I then introduce the constraints
${S_{at}} \ge \sum_{i\in I} q_{ati}{x_{ati}} - (1-{y_{at}}) M^1_{at} \quad (*)$
${S_{at}} \ge {l_{a(t-1)}} - {y_{at}} M^2_{at} \quad (**)$
where $M^1$ and $M^2$ are constants “large enough” that the rest of the right-hand side of the inequality becomes zero or negative when ${y_{at}}$ is 0 and 1 respectively , making the corresponding constraint ineffective.

For example, when ${y_{at}}=0$ constraint (*) should not have effect, hence $M_{at}^1 > \sum_{i\in I}q_{ati}{x_{ati}}$ for any possible value of the variables ${x_{ati}}$ .

For this example I set:
$M^1_{at} = \max_{i \in } q_{ati}$
as demand cannot be higher than the maximum demand, and
$M^2_{at} = L_{a}$
as no stock can be higher than the stock available at the beginning (as there’s no replenishment in the model).

The 2 sets of “big-M” constraints together with the other constraints in CL2 guarantee that ${S_{at}}$ is indeed equal to the minimum of current demand at the current price $\sum_{i\in I} q_{ati}{x_{ati}}$ or to the available stock $l_{a(t-1)}$ .

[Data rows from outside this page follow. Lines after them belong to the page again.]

//! Decoder-only causal language model and checkpoint loading

pub mod causal_lm;
pub mod config;
pub mod layers;
pub mod loader;

pub use causal_lm::{CausalLm, ParameterCounts, WeightInit};
pub use config::{CausalLmConfig, EosTokenId};
pub use layers::{ForwardContext, Projection, ProjectionWeight, RmsNorm, RotaryEmbedding};
pub use loader::{load_model, load_tokenizer, resolve_local, resolve_model_name, save_tokenizer, ModelFiles};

Python price and inventory optimization

import pandas as pd
import numpy as np
from pulp import *

from typing import NamedTuple, Dict, Any, Tuple
from itertools import product

Model = NamedTuple(
    "Model",
    (
        ("model", LpProblem),  # PuLP model
        ("vars", Dict[str, Dict[Any, LpVariable]]),  # problem variables indexed by name
        (
            "objs",
            Dict[str, LpAffineExpression],
        ),  # objectives indexed by name
    ),
)

def create_model(
    articles_df: pd.DataFrame,
    initial_stock_df: pd.DataFrame,
    demand_df: pd.DataFrame,
) -> Model:
    model = LpProblem("Pricing", LpMaximize)

    # Sets & Parameters
    Time = demand_df["week"].unique()
    DiscountsLevels = dict(enumerate(np.sort(demand_df["discount"].unique())))
    Articles = articles_df["article"]

    demand = demand_df.set_index(["article", "week", "discount_level"])["demand"]
    initial_stock = initial_stock_df.set_index(["article"])["initial_stock"]

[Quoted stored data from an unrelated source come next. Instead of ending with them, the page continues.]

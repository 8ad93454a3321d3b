//! Fine-tuning loop over an [`Engine`]

use candle_core::Device;
use candle_nn::{AdamW, Optimizer, ParamsAdamW};
use chrono::{DateTime, Utc};
use serde::{Deserialize, Serialize};
use std::path::Path;
use std::time::Instant;
use tracing::{debug, info, instrument, warn};

use crate::engine::Engine;
use crate::error::{Error, Result};

use super::config::TrainingConfig;
use super::data::{batch_indices, Collator, TextRecord};
use super::metrics::perplexity;

/// File the trainer writes next to the saved checkpoint
pub const SUMMARY_FILENAME: &str = "training_summary.json";

/// Progress through a run
#[derive(Debug, Clone, Default, Serialize, Deserialize)]
pub struct TrainingState {
    /// Current epoch (0-based)
    pub epoch: usize,
    /// Optimizer steps taken
    pub global_step: usize,
    /// Best validation accuracy seen
    pub best_accuracy: Option<f64>,
}

/// Per-epoch results
#[derive(Debug, Clone, Serialize, Deserialize)]
pub struct EpochMetrics {
    pub epoch: usize,
    /// Mean training loss over the epoch
    pub train_loss: f64,
    pub train_perplexity: f64,
    pub validation_accuracy: Option<f64>,
    pub duration_secs: f64,
}

/// Outcome of [`Trainer::train`]
#[derive(Debug, Clone, Serialize, Deserialize)]
pub struct TrainingSummary {
    pub epochs: Vec<EpochMetrics>,
    pub global_step: usize,
    pub best_accuracy: Option<f64>,
    pub started_at: DateTime<Utc>,
    pub finished_at: DateTime<Utc>,
}

impl TrainingSummary {
    /// Write as pretty JSON
    pub fn save(&self, path: impl AsRef<Path>) -> Result<()> {
        std::fs::write(path, serde_json::to_string_pretty(self)?)?;
        Ok(())
    }
}

/// Drives an engine with AdamW over its trainable variables
pub struct Trainer<'a, E: Engine> {
    engine: &'a E,
    config: TrainingConfig,
    collator: Collator,
    optimizer: AdamW,
    device: Device,
    state: TrainingState,
}

impl<'a, E: Engine> Trainer<'a, E> {
    pub fn new(engine: &'a E, config: TrainingConfig) -> Result<Self> {
        config.validate()?;
        let vars = engine.trainable_vars();
        if vars.is_empty() {
            return Err(Error::config(
                "Model has no trainable parameters; 8-bit models need LoRA to be trained",
            ));
        }
        let num_params: usize = vars.iter().map(|v| v.elem_count()).sum();
        debug!("Optimizing {} variables ({} parameters)", vars.len(), num_params);

        let optimizer = AdamW::new(
            vars,
            ParamsAdamW {
                lr: config.learning_rate,
                weight_decay: config.weight_decay,
                ..Default::default()
            },
        )?;
        let collator = Collator::new(engine.tokenizer().clone(), config.max_length)?;
        let device = engine.model().device().clone();
        Ok(Self {
            engine,
            config,
            collator,
            optimizer,
            device,
            state: TrainingState::default(),
        })
    }

    pub fn state(&self) -> &TrainingState {
        &self.state
    }

    /// Run all epochs, validating after each one when validation records are given
    #[instrument(skip_all, fields(train = train.len(), epochs = self.config.num_epochs))]
    pub fn train(
        &mut self,
        train: &[TextRecord],
        validation: Option<&[TextRecord]>,
    ) -> Result<TrainingSummary> {
        if train.is_empty() {
            return Err(Error::invalid_input("Training set is empty"));
        }
        let started_at = Utc::now();
        let mut epochs = Vec::with_capacity(self.config.num_epochs);

        for epoch in 0..self.config.num_epochs {
            self.state.epoch = epoch;
            let start = Instant::now();
            let train_loss = self.train_epoch(train)?;

            let validation_accuracy = match validation {
                Some(records) if !records.is_empty() => {
                    let accuracy = self.evaluate(records)?;
                    if self.state.best_accuracy.map_or(true, |best| accuracy > best) {
                        self.state.best_accuracy = Some(accuracy);
                    }
                    Some(accuracy)
                }
                _ => None,
            };

            let metrics = EpochMetrics {
                epoch,
                train_loss,
                train_perplexity: perplexity(train_loss),
                validation_accuracy,
                duration_secs: start.elapsed().as_secs_f64(),
            };
            info!(
                "Epoch {}/{} - loss: {:.4}, ppl: {:.2}, val acc: {}, {:.1}s",
                epoch + 1,
                self.config.num_epochs,
                metrics.train_loss,
                metrics.train_perplexity,
                metrics
                    .validation_accuracy
                    .map_or_else(|| "n/a".to_string(), |a| format!("{:.4}", a)),
                metrics.duration_secs
            );
            epochs.push(metrics);
        }

        Ok(TrainingSummary {
            epochs,
            global_step: self.state.global_step,
            best_accuracy: self.state.best_accuracy,
            started_at,
            finished_at: Utc::now(),
        })
    }

    fn train_epoch(&mut self, records: &[TextRecord]) -> Result<f64> {
        let shuffle = self
            .config
            .shuffle
            .then(|| self.config.seed.wrapping_add(self.state.epoch as u64));
        let mut total_loss = 0.0;
        let mut num_batches = 0usize;

        for indices in batch_indices(records.len(), self.config.batch_size, shuffle) {
            let chunk: Vec<TextRecord> = indices.iter().map(|&i| records[i].clone()).collect();
            let batch = match self.collator.collate(&chunk, &self.device) {
                Ok(batch) => batch,
                Err(Error::InvalidInput(msg)) => {
                    warn!("Skipping batch: {}", msg);
                    continue;
                }
                Err(e) => return Err(e),
            };

            let loss = self.engine.training_step(&batch)?;
            self.optimizer.backward_step(&loss)?;
            let loss = loss.to_scalar::<f32>()? as f64;
            if !loss.is_finite() {
                return Err(Error::internal(format!(
                    "Loss became {} at step {}",
                    loss, self.state.global_step
                )));
            }

            total_loss += loss;
            num_batches += 1;
            self.state.global_step += 1;
            if self.state.global_step % self.config.log_steps == 0 {
                info!(
                    "Step {} - loss: {:.4}, running mean: {:.4}",
                    self.state.global_step,
                    loss,
                    total_loss / num_batches as f64
                );
            }
        }

        if num_batches == 0 {
            return Err(Error::invalid_input("No usable training batches"));
        }
        Ok(total_loss / num_batches as f64)
    }

    /// Mean validation accuracy, weighted by batch size
    pub fn evaluate(&self, records: &[TextRecord]) -> Result<f64> {
        evaluate(self.engine, &self.collator, records, self.config.batch_size)
    }
}

/// Accuracy of `engine` over `records`, weighted by batch size
pub fn evaluate<E: Engine>(
    engine: &E,
    collator: &Collator,
    records: &[TextRecord],
    batch_size: usize,
) -> Result<f64> {
    let device = engine.model().device().clone();
    let mut weighted = 0.0;
    let mut seen = 0usize;
    for chunk in records.chunks(batch_size.max(1)) {
        let batch = match collator.collate(chunk, &device) {
            Ok(batch) => batch,
            Err(Error::InvalidInput(msg)) => {
                warn!("Skipping validation batch: {}", msg);
                continue;
            }
            Err(e) => return Err(e),
        };
        let accuracy = engine.validation_step(&batch)?;
        weighted += accuracy * batch.len() as f64;
        seen += batch.len();
    }
    if seen == 0 {
        return Err(Error::invalid_input("No usable validation records"));
    }
    Ok(weighted / seen as f64)
}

    profit_coef = get_profit_revenue_coefficients(articles_df, demand_df)
    profit_coef = profit_coef.set_index(["article", "discount_level"])["profit"]

    # Variables
    discounts = LpVariable.dicts(
        "x", product(Articles, Time, DiscountsLevels.keys()), cat=LpBinary
    )
    stock = LpVariable.dicts("l", product(Articles, Time), lowBound=0)
    sales = LpVariable.dicts("S", product(Articles, Time), lowBound=0)
    sales_discounts = LpVariable.dicts(
        "s", product(Articles, Time, DiscountsLevels), lowBound=0
    )
    stock_dem_sel = LpVariable.dicts("y", product(Articles, Time), cat=LpBinary)

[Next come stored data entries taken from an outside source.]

use anyhow::{bail, Context, Result};
use clap::{Parser, Subcommand};
use causal_tune::engine::{CausalEngine, CausalLoraEngine, Engine, EngineOptions};
use causal_tune::logging::{self, init_logging};
use causal_tune::model::{load_model, resolve_model_name};
use causal_tune::training::{self, load_jsonl, Collator, TextRecord, Trainer, SUMMARY_FILENAME};
use causal_tune::utils::{format_parameter_count, select_device, DeviceType};
use causal_tune::RunConfig;
use std::path::{Path, PathBuf};
use tracing::info;

#[derive(Parser)]
#[command(name = "causal-tune")]
#[command(about = "Fine-tune causal language models in full precision, 8-bit or with LoRA", long_about = None)]
#[command(version)]
struct Cli {
    /// Increase logging verbosity (-v, -vv, -vvv)
    #[arg(short, long, action = clap::ArgAction::Count, global = true)]
    verbose: u8,

    /// Only log errors
    #[arg(short, long, global = true)]
    quiet: bool,

    /// Emit logs as JSON
    #[arg(long, global = true, env = "CAUSAL_TUNE_JSON_LOGS")]
    json: bool,

    #[command(subcommand)]
    command: Commands,
}

#[derive(Subcommand)]
enum Commands {
    /// Fine-tune a model
    Train {
        /// Run configuration (.json, .yaml or .yml)
        #[arg(short, long)]
        config: PathBuf,

        /// Override the model name or Hub id
        #[arg(long)]
        model: Option<String>,

        /// Override the checkpoint directory
        #[arg(long)]
        weights_path: Option<PathBuf>,

        /// Load the base in 8-bit
        #[arg(long)]
        load_8bit: bool,

        /// Train every weight instead of LoRA adapters
        #[arg(long)]
        no_lora: bool,

        /// Override the number of epochs
        #[arg(long)]
        epochs: Option<usize>,

        /// Override the learning rate
        #[arg(long)]
        learning_rate: Option<f64>,

        /// Override the output directory
        #[arg(short, long, env = "CAUSAL_TUNE_OUTPUT_DIR")]
        output_dir: Option<PathBuf>,
    },

    /// Report validation accuracy of a model or trained adapter
    Evaluate {
        /// Run configuration (.json, .yaml or .yml)
        #[arg(short, long)]
        config: PathBuf,

        /// Directory with a saved LoRA adapter to evaluate
        #[arg(long)]
        adapter: Option<PathBuf>,
    },

    /// Print the configuration and parameter counts of a checkpoint
    Inspect {
        /// Local checkpoint directory or Hub model id
        #[arg(short, long)]
        model: String,

        /// Device (auto, cpu, cuda, metal)
        #[arg(long, default_value = "cpu")]
        device: String,
    },

    /// Validate a run configuration file
    ValidateConfig {
        /// Configuration file to validate
        #[arg(short, long)]
        file: PathBuf,
    },
}

#[tokio::main]
async fn main() -> Result<()> {
    let cli = Cli::parse();
    init_logging(cli.verbose, cli.quiet, cli.json)?;

    match cli.command {
        Commands::Train {
            config,
            model,
            weights_path,
            load_8bit,
            no_lora,
            epochs,
            learning_rate,
            output_dir,
        } => {
            let mut run = RunConfig::from_file(&config).context("Failed to load configuration file")?;
            if model.is_some() {
                run.model.name = model;
            }
            if weights_path.is_some() {
                run.model.weights_path = weights_path;
            }
            run.model.load_8bit |= load_8bit;
            if no_lora {
                run.lora.enabled = false;
            }
            if let Some(epochs) = epochs {
                run.training.num_epochs = epochs;
            }
            if let Some(lr) = learning_rate {
                run.training.learning_rate = lr;
            }
            if let Some(dir) = output_dir {
                run.output_dir = dir;
            }
            run.validate().context("Invalid configuration after applying overrides")?;
            train(run).await?;
        }

        Commands::Evaluate { config, adapter } => {
            let run = RunConfig::from_file(&config).context("Failed to load configuration file")?;
            evaluate(run, adapter.as_deref()).await?;
        }

        Commands::Inspect { model, device } => {
            inspect(&model, &device).await?;
        }

        Commands::ValidateConfig { file } => {
            validate_config(&file)?;
        }
    }

    Ok(())
}

async fn read_records(path: Option<&Path>, what: &str) -> Result<Option<Vec<TextRecord>>> {
    match path {
        Some(path) => {
            let records = load_jsonl(path)
                .await
                .with_context(|| format!("Failed to read {} data from {}", what, path.display()))?;
            info!("Loaded {} {} records", records.len(), what);
            Ok(Some(records))
        }
        None => Ok(None),
    }
}

async fn train(run: RunConfig) -> Result<()> {
    let Some(train_records) = read_records(run.data.train.as_deref(), "training").await? else {
        bail!("data.train must be set to train");
    };
    let validation = read_records(run.data.validation.as_deref(), "validation").await?;
    let options = run.model.engine_options()?;

    if run.lora.enabled {
        let engine = CausalLoraEngine::load(options, run.lora.target_modules.clone())
            .await
            .context("Failed to load model")?;
        fit(&engine, &run, &train_records, validation.as_deref())
    } else {
        let engine = CausalEngine::load(options).await.context("Failed to load model")?;
        fit(&engine, &run, &train_records, validation.as_deref())
    }
}

fn fit<E: Engine>(
    engine: &E,
    run: &RunConfig,
    train: &[TextRecord],
    validation: Option<&[TextRecord]>,
) -> Result<()> {
    let mut trainer = Trainer::new(engine, run.training.clone())?;
    let summary = trainer.train(train, validation)?;

    engine
        .save(&run.output_dir)
        .with_context(|| format!("Failed to save to {}", run.output_dir.display()))?;
    summary.save(run.output_dir.join(SUMMARY_FILENAME))?;

    logging::success(&format!(
        "Trained {} steps, saved to {}",
        summary.global_step,
        run.output_dir.display()
    ));
    if let Some(best) = summary.best_accuracy {
        logging::info(&format!("Best validation accuracy: {:.4}", best));
    }
    Ok(())
}

async fn evaluate(run: RunConfig, adapter: Option<&Path>) -> Result<()> {
    let Some(records) = read_records(run.data.validation.as_deref(), "validation").await? else {
        bail!("data.validation must be set to evaluate");
    };
    let base = CausalEngine::load(run.model.engine_options()?)
        .await
        .context("Failed to load model")?;

    let accuracy = match adapter {
        Some(dir) => {
            let engine = CausalLoraEngine::from_adapter_dir(base, dir)
                .with_context(|| format!("Failed to load adapter from {}", dir.display()))?;
            score(&engine, &run, &records)?
        }
        None => score(&base, &run, &records)?,
    };
    logging::success(&format!("Validation accuracy: {:.4} over {} records", accuracy, records.len()));
    Ok(())
}

fn score<E: Engine>(engine: &E, run: &RunConfig, records: &[TextRecord]) -> Result<f64> {
    let collator = Collator::new(engine.tokenizer().clone(), run.training.max_length)?;
    Ok(training::evaluate(engine, &collator, records, run.training.batch_size)?)
}

async fn inspect(model: &str, device: &str) -> Result<()> {
    let device = select_device(device.parse::<DeviceType>()?, 0)?;
    let files = resolve_model_name(model)
        .await
        .with_context(|| format!("Failed to resolve {}", model))?;
    let model = load_model(&files, causal_tune::utils::default_dtype(&device), &device).await?;
    let config = model.config();
    let counts = model.parameter_counts();

    println!("Model:            {}", config.model_type);
    println!("Layers:           {}", config.num_hidden_layers);
    println!("Hidden size:      {}", config.hidden_size);
    println!("MLP size:         {}", config.intermediate_size);
    println!(
        "Heads (q / kv):   {} / {}",
        config.num_attention_heads,
        config.kv_heads()
    );
    println!("Vocabulary:       {}", config.vocab_size);
    println!("Context length:   {}", config.max_position_embeddings);
    println!("Tied embeddings:  {}", config.tie_word_embeddings);
    println!("Weight files:     {}", files.weights.len());
    println!(
        "Parameters:       {} ({})",
        format_parameter_count(counts.total),
        counts.total
    );
    Ok(())
}

fn validate_config(path: &Path) -> Result<()> {
    info!("Validating configuration file: {}", path.display());
    match RunConfig::from_file(path) {
        Ok(config) => {
            logging::success("Configuration is valid");
            logging::info(&format!(
                "Model: {}",
                config
                    .model
                    .weights_path
                    .as_ref()
                    .map(|p| p.display().to_string())
                    .or(config.model.name.clone())
                    .unwrap_or_default()
            ));
            logging::info(&format!(
                "Mode: {}{}",
                if config.lora.enabled { "LoRA" } else { "full fine-tuning" },
                if config.model.load_8bit { ", 8-bit base" } else { "" }
            ));
            logging::info(&format!(
                "Training: {} epochs, batch size {}, lr {:e}",
                config.training.num_epochs, config.training.batch_size, config.training.learning_rate
            ));
            Ok(())
        }
        Err(e) => {
            logging::warning(&format!("Configuration is invalid: {}", e));
            Err(e.into())
        }
    }
}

    profit = LpVariable.dicts("prof", product(Articles, Time))

    # Constraints
    for (a, t) in product(Articles, Time):
        model.addConstraint(
            lpSum(discounts[a, t, d] for d in DiscountsLevels) == 1,
            f"select_discount_{a}_{t}",
        )

    for (a, t, d) in product(Articles, Time, DiscountsLevels):
        model.addConstraint(
            sales_discounts[a, t, d] <= demand.loc[a, t, d] * discounts[a, t, d],
            f"sales_demand_{a}_{t}_{d}",
        )

    for (a, t) in product(Articles, Time):
        model.addConstraint(
            sales[a, t] == lpSum(sales_discounts[a, t, d] for d in DiscountsLevels),
            f"def_sales_{a}_{t}",
        )

    for (a, t) in product(Articles, Time):
        model.addConstraint(
            stock[a, t]
            == (initial_stock.loc[a] if t == 0 else stock[a, t - 1]) - sales[a, t],
            f"stock_flow_{a}_{t}",
        )

    # big-M constraint for demand selection constraint
    max_demands = demand.groupby(["article", "week"]).max()
    # small epsilon for big M constants
    eps = 0.5
    for (a, t) in product(Articles, Time):
        model.addConstraint(
            sales[a, t]
            >= lpSum(demand.loc[a, t, d] * discounts[a, t, d] for d in DiscountsLevels)
            - (max_demands.loc[a, t] + eps) * (1 - stock_dem_sel[a, t]),
            f"sales_ge_dem_{a}_{t}",
        )
    for (a, t) in product(Articles, Time):
        model.addConstraint(
            sales[a, t]
            >= (initial_stock.loc[a] if t == 0 else stock[a, t - 1])
            - (initial_stock.loc[a] + eps) * stock_dem_sel[a, t],
            f"dem_ge_sales_{a}_{t}",
        )

    # profit definition
    for (a, t) in product(Articles, Time):
        model.addConstraint(
            profit[a, t]
            == lpSum(
                profit_coef.loc[a, d] * sales_discounts[a, t, d]
                for d in DiscountsLevels
            ),
            f"def_profit_{a}_{t}",
        )

    # Objectives
    profit_function = lpSum(profit[a, t] for (a, t) in product(Articles, Time))

    t_max = max(Time)
    left_stock = lpSum(stock[a, t_max] for a in Articles)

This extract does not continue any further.